I have not seen many Pi Digital Signal Processor (DSP) boards, but when you need it you need it, and I recently needed such a thing, so I decided to put one together.


This project turned out to be low-cost (about $40-$50) and quick to construct (a few hours) because it only uses a few components. It is almost entirely through-hole PCB construction, there are a few optional surface-mount parts, but they can be omitted if desired.


The main part is the DSP module, which is available from AliExpress for about $20 (the search term is ' ADAU1401 Board ' but if you see ADAU1701 Board, it is identical (they are both the same part functionally, but the 1401 chip works across an automotive temperature range).

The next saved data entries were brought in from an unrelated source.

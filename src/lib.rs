//! # driftplan
//!
//! A deterministic portfolio rebalancing engine. Given a snapshot of current
//! holdings, a target allocation and trading constraints, it produces a
//! validated plan of buy and sell orders that moves the portfolio toward its
//! targets without spending cash it does not have.
//!
//! ## Pipeline
//!
//! | Stage | Function | Fails with |
//! |-------|----------|------------|
//! | Valuation | [`valuation::build_snapshot`] | `CurrencyUnavailable`, `InvalidSnapshot` |
//! | Targets | [`allocation::resolve`] | `InvalidAllocation` |
//! | Drift | [`drift::compute_drift`] | `InvalidSnapshot` |
//! | Plan | [`plan::generate_plan`] | `InvalidParams`, `NegativeCashAfterPlan` |
//! | Validation | [`validate::validate_plan`] | `PlanInfeasible` |
//!
//! [`rebalance`] runs the last four stages and returns either a fully
//! validated plan or an error, never a partial plan.
//!
//! ## Quick Start
//!
//! ```
//! use driftplan::{
//!     Holding, InstrumentId, PlanParams, PortfolioSnapshot, RebalanceRequest, Side,
//!     TargetTable, Universe, UnlistedPolicy, rebalance,
//! };
//! use rust_decimal::Decimal;
//!
//! let a = InstrumentId::new("A");
//! let b = InstrumentId::new("B");
//!
//! // 10 units of A at 10.00 plus 50.00 cash.
//! let snapshot = PortfolioSnapshot::new(
//!     vec![Holding::new(a.clone(), Decimal::from(10), Decimal::from(10))?],
//!     Decimal::from(50),
//! )?;
//! let universe =
//!     Universe::from_snapshot(&snapshot).with_quotes([(b.clone(), Decimal::from(20))])?;
//! let half = Decimal::new(5, 1);
//!
//! let run = rebalance(&RebalanceRequest {
//!     snapshot,
//!     targets: TargetTable::flat(&[("A", half), ("B", half)]),
//!     universe,
//!     policy: UnlistedPolicy::Divest,
//!     params: PlanParams { tolerance: Decimal::new(1, 2), ..PlanParams::default() },
//! })?;
//!
//! // Sell 2 A to raise cash, then buy 3 B.
//! assert_eq!(run.plan.orders[0].side, Side::Sell);
//! assert_eq!(run.plan.orders[0].quantity, Decimal::from(2));
//! assert_eq!(run.plan.orders[1].instrument, b);
//! assert_eq!(run.plan.orders[1].quantity, Decimal::from(3));
//! # Ok::<(), driftplan::Error>(())
//! ```
//!
//! ## Numbers
//!
//! Money, quantities and weights are [`rust_decimal::Decimal`]. Weight sums
//! are checked against [`WEIGHT_EPSILON`] (1e-6). Converted prices, cash and
//! order costs are rounded to [`MONEY_DP`] places, so every cash total in a
//! plan is exact.
//!
//! ## Feature Flags
//!
//! | Feature | Description |
//! |---------|-------------|
//! | `serde` | Serialize/deserialize all public value types |
//! | `parallel` | [`rebalance_all`] over independent accounts with rayon |

pub mod allocation;
pub mod cost_model;
pub mod drift;
pub mod error;
pub mod plan;
pub mod side;
pub mod snapshot;
pub mod types;
pub mod validate;
pub mod valuation;

pub use allocation::{
    ResolvedTargets, TargetNode, TargetTable, TargetWeight, UnlistedPolicy, WEIGHT_EPSILON,
    resolve,
};
pub use cost_model::CostModel;
pub use drift::{Drift, DriftReport, compute_drift};
pub use error::{Error, Result};
pub use plan::{
    DepositNeeded, LotSizes, PlanParams, PlanSummary, RebalanceMode, ResidualDrift, SkipReason,
    SkippedTrade, TradeOrder, TradePlan, generate_plan,
};
pub use side::Side;
pub use snapshot::{Holding, PortfolioSnapshot, Universe};
pub use types::{Currency, InstrumentId};
pub use validate::{CheckStatus, PlanCheck, ValidationReport, validate_plan};
pub use valuation::{
    CashBalance, FxRates, MONEY_DP, RawPosition, RawQuote, build_snapshot,
};

/// Everything one rebalancing run needs. Owned, so runs never share state.
#[derive(Clone, Debug)]
pub struct RebalanceRequest {
    pub snapshot: PortfolioSnapshot,
    pub targets: TargetTable,
    pub universe: Universe,
    pub policy: UnlistedPolicy,
    pub params: PlanParams,
}

/// A successful run: the drift it acted on and the validated plan.
#[derive(Clone, Debug)]
pub struct RebalanceRun {
    pub targets: ResolvedTargets,
    pub drift: DriftReport,
    pub plan: TradePlan,
    pub validation: ValidationReport,
}

/// Resolve targets, compute drift, generate and validate a plan.
///
/// All-or-nothing: an error at any stage means no plan is returned.
pub fn rebalance(request: &RebalanceRequest) -> Result<RebalanceRun> {
    let targets = resolve(
        &request.targets,
        &request.snapshot,
        &request.universe,
        request.policy,
    )?;
    let drift = compute_drift(&request.snapshot, &targets, &request.universe)?;
    let plan = generate_plan(&drift, &request.params)?;
    let validation = validate_plan(&request.snapshot, &plan)?;

    Ok(RebalanceRun {
        targets,
        drift,
        plan,
        validation,
    })
}

/// Rebalance independent accounts in parallel. Results keep request order.
#[cfg(feature = "parallel")]
pub fn rebalance_all(requests: &[RebalanceRequest]) -> Vec<Result<RebalanceRun>> {
    use rayon::prelude::*;

    requests.par_iter().map(rebalance).collect()
}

Essentially all this project does is connect the I2C pins of the DSP module to the Pi, and bring out some signal input/outputs onto stereo jack and BNC connectors. It's super-easy from a hardware construction perspective.

To actually use the board, see the part 2 blog post here: Wave Miner: 10 Experiments with a Pi Digital Signal Processor (DSP)

There is also an experimental project to convert the Pi and Wave Miner into an Inductance, Capacitance and Resistance (LCR) meter.

What Does it Do?

The DSP board can be used for all sorts of things, like sound effects, audio filtering, and test purposes such as measuring AC signals or audio or generating test signals.


The DSP board works with the Pi (the Pi is required to program and configure the board), but it retains its code afterward so the board can be disconnected from the Pi and used standalone too, for instance as an electronic crossover for speakers.
There are many educational uses, especially for experimenting with speech or music or learning about digital signal processing techniques.


I've put together lots of experiments in a separate blog post covering a range of functionality, and they are easy to execute, using basic equipment such as headphones. This blog post is purely concerned with building the DSP board, which is called the Wave Miner : )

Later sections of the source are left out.